Leading scientists in computational biology came together in Barcelona on the occasion of the tenth edition of the CRG Annual Symposium, which focused on computational biology of molecular sequences, organized by the Centre for Genomic Regulation (CRG). The auditorium of the Barcelona Biomedical Research Park (PRBB) hosted the event, celebrated from Thursday 10 to Friday 11 November 2011.
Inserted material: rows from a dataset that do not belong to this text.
//! Criterion benchmarks for the ondas sample tick
//!
//! Run with: cargo bench -p ondas-synth
//!
//! The tick has a hard deadline of one sample period (1 ms at the
//! reference rate); these benches are the observability story for it.

use criterion::{Criterion, black_box, criterion_group, criterion_main};
use ondas_core::{CvFrame, CvMode, NUM_HARMONICS, SynthState, Waveform};
use ondas_synth::AudioEngine;

fn dense_state() -> SynthState {
    let state = SynthState::new();
    for i in 0..NUM_HARMONICS {
        state.set_amplitude(i, 0.7);
        state.set_pan(i, 0.3);
        for j in 0..NUM_HARMONICS {
            state.set_modulation(j, i, 0.5);
        }
    }
    state
}

fn bench_tick_waveforms(c: &mut Criterion) {
    let mut group = c.benchmark_group("AudioEngine");

    let waveforms = [
        ("Sine", Waveform::Sine),
        ("Saw", Waveform::Saw),
        ("Triangle", Waveform::Triangle),
        ("Pulse", Waveform::Pulse),
    ];

    for (name, waveform) in waveforms {
        let state = dense_state();
        state.set_waveform(waveform);
        let engine = AudioEngine::new();
        group.bench_function(format!("tick_{name}"), |b| {
            b.iter(|| black_box(engine.tick(&state, CvFrame::zero())))
        });
    }

    group.finish();
}

fn bench_tick_cv_routing(c: &mut Criterion) {
    let mut group = c.benchmark_group("AudioEngine_CV");

    // Worst case: every CV input routed to a frequency-shaping mode.
    let state = dense_state();
    state.cycle_cv_assignment(0, CvMode::ExpFm.index() as i32);
    state.cycle_cv_assignment(1, CvMode::Pitch1VOct.index() as i32);
    state.cycle_cv_assignment(2, CvMode::LinFm.index() as i32);
    state.cycle_cv_assignment(3, CvMode::ExpFm.index() as i32);

    let engine = AudioEngine::new();
    let cv = CvFrame::new([0.25, 0.5, 0.75, 1.0]);
    group.bench_function("tick_all_routed", |b| {
        b.iter(|| black_box(engine.tick(&state, cv)))
    });

    group.finish();
}

criterion_group!(benches, bench_tick_waveforms, bench_tick_cv_routing);
criterion_main!(benches);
In the microsite you can find the inaugural video of the Symposium, videos of the talks, interviews with some of the speakers, participants and organizers of the event and two summary videos that capture the major points of all sessions. There are also available two articles that summarize the talks and news related to the field of computational biology of sequencing.
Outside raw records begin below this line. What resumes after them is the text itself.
//! Expanding ripple field, seeded from the harmonic amplitudes.

use crate::rng::XorShift32;
use ondas_core::{DISPLAY_HEIGHT, DISPLAY_WIDTH, NUM_HARMONICS, SynthState};
use ondas_platform::DisplayBackend;

const MAX_RIPPLES: usize = 10;

/// Life lost per frame; a ripple lives 20 frames (~2 s at the 10 Hz
/// redraw cadence).
const LIFE_DECAY: f32 = 0.05;

#[derive(Debug, Clone, Copy)]
struct Ripple {
    x: f32,
    y: f32,
    radius: f32,
    speed: f32,
    amplitude: f32,
    life: f32,
}

/// Renderer-owned ripple state, persistent across frames.
///
/// Each ripple's radius grows by its speed every frame while its life
/// decays; on expiry it reseeds at a random position with a speed in
/// [0.1, 0.4] and an amplitude sampled from a random partial.
#[derive(Debug)]
pub(crate) struct RippleField {
    ripples: [Ripple; MAX_RIPPLES],
    rng: XorShift32,
}

impl RippleField {
    /// Scatters the initial ripples at full life and unit amplitude.
    pub fn new(mut rng: XorShift32) -> Self {
        let ripples = core::array::from_fn(|_| Ripple {
            x: rng.below(DISPLAY_WIDTH as u32) as f32,
            y: rng.below(DISPLAY_HEIGHT as u32) as f32,
            radius: 0.0,
            speed: rng.in_range(1, 5) as f32 / 10.0,
            amplitude: 1.0,
            life: 1.0,
        });
        Self { ripples, rng }
    }

    /// Advances and draws one frame.
    pub fn draw<D: DisplayBackend>(&mut self, state: &SynthState, display: &mut D) {
        let Self { ripples, rng } = self;
        for ripple in ripples.iter_mut() {
            ripple.radius += ripple.speed;
            ripple.life -= LIFE_DECAY;

            if ripple.life <= 0.0 {
                ripple.radius = 0.0;
                ripple.x = rng.below(DISPLAY_WIDTH as u32) as f32;
                ripple.y = rng.below(DISPLAY_HEIGHT as u32) as f32;
                ripple.speed = rng.in_range(1, 5) as f32 / 10.0;
                ripple.amplitude = state.amplitude(rng.below(NUM_HARMONICS as u32) as usize);
                ripple.life = 1.0;
            }

            // Monochrome rendition of the fading ring: the panel has no
            // intensity, so a ring is lit while its amplitude-weighted
            // life is still bright.
            if ripple.amplitude * ripple.life >= 0.25 {
                display.circle(ripple.x as i32, ripple.y as i32, ripple.radius as i32, true);
            }
        }
    }
}

#[cfg(test)]
mod tests {
    use super::*;
    use ondas_platform::testing::BufferDisplay;

    #[test]
    fn fresh_ripples_draw_rings() {
        let state = SynthState::new();
        let mut field = RippleField::new(XorShift32::new(11));
        let mut display = BufferDisplay::new();
        field.draw(&state, &mut display);
        assert!(display.lit_pixels() > 0);
    }

    #[test]
    fn life_decays_and_reseeds() {
        let state = SynthState::new();
        let mut field = RippleField::new(XorShift32::new(12));
        let mut display = BufferDisplay::new();

        // 20 frames exhaust the initial life; every ripple must have
        // reseeded at least once and stayed alive.
        for _ in 0..21 {
            display.clear();
            field.draw(&state, &mut display);
        }
        for ripple in &field.ripples {
            assert!(ripple.life > 0.0);
            assert!(ripple.life <= 1.0);
            assert!((0.1..=0.4).contains(&ripple.speed));
        }
    }

    #[test]
    fn reseeded_amplitude_samples_the_partials() {
        let state = SynthState::new();
        for i in 0..NUM_HARMONICS {
            state.set_amplitude(i, 0.6);
        }
        let mut field = RippleField::new(XorShift32::new(13));
        let mut display = BufferDisplay::new();
        for _ in 0..25 {
            field.draw(&state, &mut display);
        }
        // After a full reseed cycle, every amplitude came from the state.
        for ripple in &field.ripples {
            assert_eq!(ripple.amplitude, 0.6);
        }
    }

    #[test]
    fn radius_grows_with_speed() {
        let state = SynthState::new();
        let mut field = RippleField::new(XorShift32::new(14));
        let speeds: [f32; MAX_RIPPLES] = core::array::from_fn(|i| field.ripples[i].speed);
        let mut display = BufferDisplay::new();

        field.draw(&state, &mut display);
        field.draw(&state, &mut display);
        for (ripple, speed) in field.ripples.iter().zip(speeds.iter()) {
            assert!((ripple.radius - 2.0 * speed).abs() < 1e-6);
        }
    }
}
We hope that these resources are useful for you!

Click here to visit the 10^th CRG Annual Symposium web.

SESBE: Spanish Society for Evolutionary Biology

2011-12-03T08:46:00.000-08:00

Last week I went to Madrid to attend the 3rd congress of the Spanish Society for Evolutionary Biology (SESBE). This is a relatively new (7 years) society that embraces evolutionary biology as a whole, from palaeontology and systematics, to evolutionary genomics and darwinian medicine. Thus, the meetings are very diverse and one can listen to the most diverse talks, always with the common ground of evolutionary theory as a framework of analysis.

Due to other commitments, I could only stay two days but it was worth and enjoyed most of the talks and, most of all, meeting colleagues around Spain. I would highlight here the talk of Nick Lane, on the evolution of eukaryotes and the role played by mitochondrial endosymbiosis. Nick, who is also a prolific writer of popular science books, gave a very nice talk that seduced the whole audience, including me. I had the opportunity to discuss with him, and it was nice to discuss again on big theories on the evolution of eukaryotes, a big theme that I am passionate.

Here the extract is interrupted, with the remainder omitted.